13. Kebohongan

KALIMAT itu serupa asap yang memenuhi paru-paru Jade, membuatnya sesak dan nyaris meledak saat itu juga;

“Apa maksudmu? Kenapa kau bilang kematian kita terhubung satu sama lain?”

“Memang seperti itu,” Cordelia berseru pelan. “Aku belum memberitahukannya kepadamu karena kupikir waktunya belum tepat.”

“Ini masalah serius, kau tahu, kan?”

“Ya, dan itulah sebabnya aku bilang kau akan sakit hati bila mengetahui kebenarannya.”

Berengsek. Jade melemparkan kepalanya ke bantal dan memejamkan mata rapat-rapat. Selama beberapa detik yang menegangkan, dia berusaha mengumpulkan kewarasannya agar bisa berpikir jernih. Pemuda itu bertanya lagi, “Apakah ini berlaku untuk sebaliknya? Kalau kau mati, aku juga akan mati?”

Cordelia mengangguk. Rahang Jade terkatup rapat.

“Baiklah, entah sudah di level kekacauan mana aku berada. Buat kejutan satu lagi dan aku akan kena serangan jantung di tempat!” 

Saat Cordelia tidak membalas apa-apa, Jade mendorong dirinya bangkit dengan hati-hati, lalu bertanya sambil menahan sakit yang meradang di perutnya, “Katakan lebih banyak, Cordelia. Katakan semua hal tentang abare yang perlu kutahu. Jangan disembunyikan!”

Namun, bukannya penjelasan panjang lebar seperti yang Jade inginkan, Cordelia malah menyentuh dada Jade dengan lembut, menekan tubuh pemuda itu agar kembali berbaring. “Ini demi kesehatanmu. Untuk saat ini kau harus berbaring dulu.”

Jade menepis tangan Cordelia dengan kasar, “Aku perlu tahu. Sekarang!”

“Aku tidak ingat keseluruhannya, Jade!” Mata kelam Cordelia menatapnya lurus-lurus, seolah ingin menyampaikan fakta pahit itu mentah-mentah. “Sudah kubilang aku butuh waktu untuk mengumpulkan semua kepingan masa lalu, agar bisa memikirkan nasib kita berdua ke depannya!”

“Begitu? Jadi maksudmu, relasi batiniah kita juga belum pasti?”

“Sebagian yang kukisahkan kepadamu adalah sejarah yang masih kuingat. Aku tidak tahu bila ada pengecualian, atau informasi yang luput dari ingatanku.”

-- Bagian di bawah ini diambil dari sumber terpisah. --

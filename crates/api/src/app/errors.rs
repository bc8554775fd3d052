use std::str::FromStr;

use axum::http::StatusCode;
use axum::response::IntoResponse;
use serde_json::json;

use tilestock_infra::StockError;

pub fn stock_error_to_response(err: StockError) -> axum::response::Response {
    let status = match &err {
        StockError::NotFound(_) => StatusCode::NOT_FOUND,
        StockError::InsufficientStock { .. } => StatusCode::CONFLICT,
        StockError::InvalidState(_) => StatusCode::UNPROCESSABLE_ENTITY,
        StockError::Validation(_) => StatusCode::BAD_REQUEST,
        StockError::VersionConflict(_) | StockError::ConcurrentUpdateFailure { .. } => {
            StatusCode::CONFLICT
        }
        StockError::TransactionFailure(_) => {
            tracing::error!(error = %err, "stock transaction failed");
            StatusCode::INTERNAL_SERVER_ERROR
        }
    };
    json_error(status, err.code(), err.user_message())
}

pub fn json_error(
    status: StatusCode,
    code: &'static str,
    message: impl Into<String>,
) -> axum::response::Response {
    (
        status,
        axum::Json(json!({
            "error": code,
            "message": message.into(),
        })),
    )
        .into_response()
}

/// Parse a path or query identifier, answering 400 on garbage.
pub fn parse_id<T: FromStr>(raw: &str, what: &'static str) -> Result<T, axum::response::Response> {
    raw.parse().map_err(|_| {
        json_error(
            StatusCode::BAD_REQUEST,
            "invalid_id",
            format!("invalid {what} id"),
        )
    })
}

“Oke. Bagaimana kalau selamanya kau tidak bisa mengingat apa pun?”

“Entahlah. Tapi mengapa kau pesimis sekali?” 

“Ini sikap realistis. Aku mengukur ekspektasi.”

“Kita akan tetap mengusahakannya, apa pun yang terjadi.”

Selepas kalimat itu dilesatkan, Jade tak bisa berkutik lagi. Cordelia membujuknya supaya kembali istirahat, sekaligus menakut-nakutinya tentang apa yang bisa dia lakukan dengan kekuatan psikokinesisnya; “Aku bisa membedah perutmu lagi supaya kau benar-benar tidak bisa beranjak dari kasur.”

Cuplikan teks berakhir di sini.